Syrah (or Shiraz) is an internationally renowned grape variety capable of making exceptional wines as a single varietal or part of a blend. In France, it is the key variety in the northern Rhône Valley, where it is responsible for world-class reds like Hermitage and Côte-Rôtie. In the southern Rhône, Syrah is a blending component in Châteauneuf-du-Pape and its neighbors. Australian Shiraz is a powerful, fruit-forward style that is all its own. Quality Syrah is also produced in the USA, Chile and Switzerland.
Nebbiolo is the sole ingredient in the legendary wines of Barolo and Barbaresco, in Italy’s Piedmont region.
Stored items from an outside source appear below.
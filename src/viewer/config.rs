use bevy::prelude::Resource;
use serde::{Deserialize, Serialize};
use std::f32::consts::{FRAC_PI_3, TAU};
use std::fs;
use std::path::{Path, PathBuf};
use thiserror::Error;
use tracing::{info, warn};

#[derive(Debug, Error)]
pub enum ConfigError {
    #[error("failed to read {}: {source}", .path.display())]
    Read {
        path: PathBuf,
        #[source]
        source: std::io::Error,
    },
    #[error("failed to parse {}: {source}", .path.display())]
    Parse {
        path: PathBuf,
        #[source]
        source: ron::error::SpannedError,
    },
    #[error("invalid {field} in {}: {problem}", .path.display())]
    Invalid {
        path: PathBuf,
        field: &'static str,
        problem: String,
    },
}

#[derive(Resource, Debug, Clone, PartialEq, Serialize, Deserialize)]
#[serde(default)]
pub struct ViewerConfig {
    pub clear_color: (f32, f32, f32),
    pub camera: CameraSettings,
    pub highlight: HighlightSettings,
    pub retarget: RetargetSettings,
    pub inflate: InflateSettings,
    pub reference_plane: ReferencePlaneSettings,
    pub fields: FieldDefaults,
    pub models: Vec<DemoModel>,
}

impl Default for ViewerConfig {
    fn default() -> Self {
        Self {
            clear_color: (0.2, 0.2, 0.2),
            camera: CameraSettings::default(),
            highlight: HighlightSettings::default(),
            retarget: RetargetSettings::default(),
            inflate: InflateSettings::default(),
            reference_plane: ReferencePlaneSettings::default(),
            fields: FieldDefaults::default(),
            models: default_demo_models(),
        }
    }
}

#[derive(Debug, Clone, Copy, PartialEq, Serialize, Deserialize)]
#[serde(default)]
pub struct CameraSettings {
    pub alpha: f32,
    pub beta: f32,
    pub radius: f32,
    pub target: [f32; 3],
    pub wheel_precision: f32,
    pub min_radius: f32,
    pub max_radius: f32,
}

impl Default for CameraSettings {
    fn default() -> Self {
        Self {
            alpha: FRAC_PI_3,
            beta: FRAC_PI_3,
            radius: 6.0,
            target: [0.0, 0.0, 0.0],
            wheel_precision: 12.0,
            min_radius: 0.5,
            max_radius: 80.0,
        }
    }
}

#[derive(Debug, Clone, Copy, PartialEq, Serialize, Deserialize)]
#[serde(default)]
pub struct HighlightSettings {
    pub primary_tint: (f32, f32, f32),
    pub secondary_tint: (f32, f32, f32),
    pub pulse_increment: f32,
    pub blur_base: f32,
    pub blur_amplitude: f32,
    pub phase_ceiling: f32,
}

impl HighlightSettings {
    pub fn blur_at(&self, phase: f32) -> f32 {
        self.blur_base + phase.cos() * self.blur_amplitude + self.blur_amplitude
    }
}

impl Default for HighlightSettings {
    fn default() -> Self {
        Self {
            primary_tint: (1.0, 1.0, 0.0),
            secondary_tint: (1.0, 0.55, 0.1),
            pulse_increment: 0.02,
            blur_base: 0.3,
            blur_amplitude: 0.2,
            phase_ceiling: TAU * 4096.0,
        }
    }
}

#[derive(Debug, Clone, Copy, PartialEq, Serialize, Deserialize)]
#[serde(default)]
pub struct RetargetSettings {
    pub frame_rate: f32,
    pub frame_count: f32,
    pub speed: f32,
}

impl Default for RetargetSettings {
    fn default() -> Self {
        Self {
            frame_rate: 24.0,
            frame_count: 24.0,
            speed: 2.0,
        }
    }
}

#[derive(Debug, Clone, Copy, PartialEq, Serialize, Deserialize)]
#[serde(default)]
pub struct InflateSettings {
    pub frame_rate: f32,
    pub scale_to: [f32; 3],
    pub scale_frames: f32,
    pub flight_target: [f32; 3],
    pub flight_frames: f32,
}

impl Default for InflateSettings {
    fn default() -> Self {
        Self {
            frame_rate: 24.0,
            scale_to: [1.5, 1.5, 1.5],
            scale_frames: 24.0,
            flight_target: [0.0, 40.0, 0.0],
            flight_frames: 72.0,
        }
    }
}

#[derive(Debug, Clone, Copy, PartialEq, Serialize, Deserialize)]
#[serde(default)]
pub struct ReferencePlaneSettings {
    pub extent: f32,
    pub cell_size: f32,
    pub major_every: u32,
    pub opacity: f32,
}

impl Default for ReferencePlaneSettings {
    fn default() -> Self {
        Self {
            extent: 10.0,
            cell_size: 0.5,
            major_every: 5,
            opacity: 0.2,
        }
    }
}

#[derive(Debug, Clone, Copy, PartialEq, Serialize, Deserialize)]
#[serde(default)]
pub struct FieldDefaults {
    pub extent: [f32; 3],
    pub translation: [f32; 3],
}

impl Default for FieldDefaults {
    fn default() -> Self {
        Self {
            extent: [1.25, 1.25, 1.25],
            translation: [0.0, 0.0, 0.0],
        }
    }
}

#[derive(Debug, Clone, PartialEq, Serialize, Deserialize)]
pub enum PartShape {
    Cuboid { size: [f32; 3] },
    Sphere { radius: f32 },
    Cylinder { radius: f32, height: f32 },
}

#[derive(Debug, Clone, PartialEq, Serialize, Deserialize)]
pub struct PartDefinition {
    pub shape: PartShape,
    #[serde(default)]
    pub offset: [f32; 3],
    #[serde(default = "default_part_color")]
    pub color: (f32, f32, f32),
}

fn default_part_color() -> (f32, f32, f32) {
    (0.7, 0.7, 0.72)
}

#[derive(Debug, Clone, PartialEq, Serialize, Deserialize)]
pub struct DemoModel {
    pub name: String,
    #[serde(default)]
    pub position: [f32; 3],
    #[serde(default = "unit_scaling")]
    pub scaling: [f32; 3],
    pub root: PartDefinition,
    #[serde(default)]
    pub children: Vec<PartDefinition>,
}

fn unit_scaling() -> [f32; 3] {
    [1.0, 1.0, 1.0]
}

pub fn default_demo_models() -> Vec<DemoModel> {
    let part = |shape, offset, color| PartDefinition {
        shape,
        offset,
        color,
    };
    vec![
        DemoModel {
            name: "combi".to_string(),
            position: [0.0, 0.5, 0.0],
            scaling: unit_scaling(),
            root: part(
                PartShape::Cuboid {
                    size: [1.0, 1.0, 1.0],
                },
                [0.0, 0.0, 0.0],
                (0.62, 0.42, 0.24),
            ),
            children: vec![
                part(PartShape::Sphere { radius: 0.3 }, [0.0, 0.8, 0.0], (0.3, 0.55, 0.8)),
                part(
                    PartShape::Cylinder {
                        radius: 0.15,
                        height: 0.8,
                    },
                    [0.9, 0.0, 0.0],
                    (0.35, 0.7, 0.4),
                ),
                part(
                    PartShape::Cylinder {
                        radius: 0.15,
                        height: 0.8,
                    },
                    [-0.9, 0.0, 0.0],
                    (0.35, 0.7, 0.4),
                ),
            ],
        },
        DemoModel {
            name: "tower".to_string(),
            position: [-3.0, 1.0, -2.0],
            scaling: unit_scaling(),
            root: part(
                PartShape::Cylinder {
                    radius: 0.5,
                    height: 2.0,
                },
                [0.0, 0.0, 0.0],
                (0.48, 0.44, 0.4),
            ),
            children: Vec::new(),
        },
        DemoModel {
            name: "crate".to_string(),
            position: [3.0, 0.4, 1.5],
            scaling: [0.8, 0.8, 0.8],
            root: part(
                PartShape::Cuboid {
                    size: [1.0, 1.0, 1.0],
                },
                [0.0, 0.0, 0.0],
                (0.58, 0.36, 0.2),
            ),
            children: Vec::new(),
        },
    ]
}

impl ViewerConfig {
    pub fn validate(&self, path: &Path) -> Result<(), ConfigError> {
        let invalid = |field, problem: String| ConfigError::Invalid {
            path: path.to_path_buf(),
            field,
            problem,
        };
        let positive = |field, value: f32| {
            if value.is_finite() && value > 0.0 {
                Ok(())
            } else {
                Err(invalid(field, format!("must be a positive number, got {value}")))
            }
        };

        let camera = &self.camera;
        for (field, value) in [
            ("camera.alpha", camera.alpha),
            ("camera.beta", camera.beta),
            ("camera.radius", camera.radius),
        ] {
            if !value.is_finite() {
                return Err(invalid(field, format!("must be finite, got {value}")));
            }
        }
        positive("camera.min_radius", camera.min_radius)?;
        positive("camera.max_radius", camera.max_radius)?;
        if camera.min_radius > camera.max_radius {
            return Err(invalid(
                "camera.min_radius",
                format!(
                    "{} is above max_radius {}",
                    camera.min_radius, camera.max_radius
                ),
            ));
        }
        positive("camera.wheel_precision", camera.wheel_precision)?;

        positive("highlight.phase_ceiling", self.highlight.phase_ceiling)?;
        positive("retarget.frame_rate", self.retarget.frame_rate)?;
        positive("retarget.frame_count", self.retarget.frame_count)?;
        positive("retarget.speed", self.retarget.speed)?;
        positive("inflate.frame_rate", self.inflate.frame_rate)?;
        positive("inflate.scale_frames", self.inflate.scale_frames)?;
        positive("inflate.flight_frames", self.inflate.flight_frames)?;
        Ok(())
    }
}

pub fn parse_viewer_config(text: &str, path: &Path) -> Result<ViewerConfig, ConfigError> {
    let config = ron::de::from_str::<ViewerConfig>(text).map_err(|source| ConfigError::Parse {
        path: path.to_path_buf(),
        source,
    })?;
    config.validate(path)?;
    Ok(config)
}

// A missing file is not an error; the built-in defaults apply.
pub fn load_viewer_config(path: &Path) -> Result<ViewerConfig, ConfigError> {
    if !path.exists() {
        return Ok(ViewerConfig::default());
    }
    let text = fs::read_to_string(path).map_err(|source| ConfigError::Read {
        path: path.to_path_buf(),
        source,
    })?;
    parse_viewer_config(&text, path)
}

pub fn load_or_default(path: &Path) -> ViewerConfig {
    match load_viewer_config(path) {
        Ok(config) => {
            info!(path = %path.display(), models = config.models.len(), "viewer config loaded");
            config
        }
        Err(err) => {
            warn!("Falling back to built-in viewer config: {err}");
            ViewerConfig::default()
        }
    }
}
Its wines are structured, aromatic, highly tannic and capable of exceptional long ageing. The grape ripens very late and can be particularly tricky to cultivate. Few would argue that Nebbiolo reaches its zenith in the tar-and-roses style of Barolo and Barbaresco, though that hasn’t stopped other regions from trying. Plantings of Nebbiolo can be found in parts of the USA, Mexico, Argentina and Australia.
Grenache is a versatile grape best known in France and Spain. In France, Grenache is a key blending component in the southern Rhône Valley. Here, it adds alcohol content as well as red fruit and spicy flavors to wines like Côtes-du-Rhône, Gigondas, Vacqueyras and Châteauneuf-du-Pape. Further south in the Languedoc-Roussillon region, Grenache is a popular ingredient in many blends. In Spain, the grape is known as Garnacha and is particularly important in the fine wines of Priorat. So-called GSM (Grenache-Syrah-Mourvèdre) blends are popular in Australia.
Traditionally associated with the southwest of France, notably in Bordeaux and Cahors, Malbec has found a new lease of life and home-from-home in Argentina. While French Malbec can be somewhat rustic, the Argentinian style is more fruit-forward and supple, with ripe fruit flavors and a velvety texture. Beyond Argentina, quality Malbec wines are produced in Chile, New Zealand and Australia, among others.
Merlot is grown throughout the world, with notably high-quality examples coming from Bordeaux and California. In Bordeaux, Merlot is king in the right bank regions of Saint Emilion and Pomerol, where it is blended to produce some of the world’s most luscious red wines. In California, Merlot is popular as a single varietal in the Napa Valley and elsewhere. Sometimes earthy, sometimes smoky, Merlot complements all types of foods, proving there will always be a place for high-quality Merlot in restaurants and homes alike.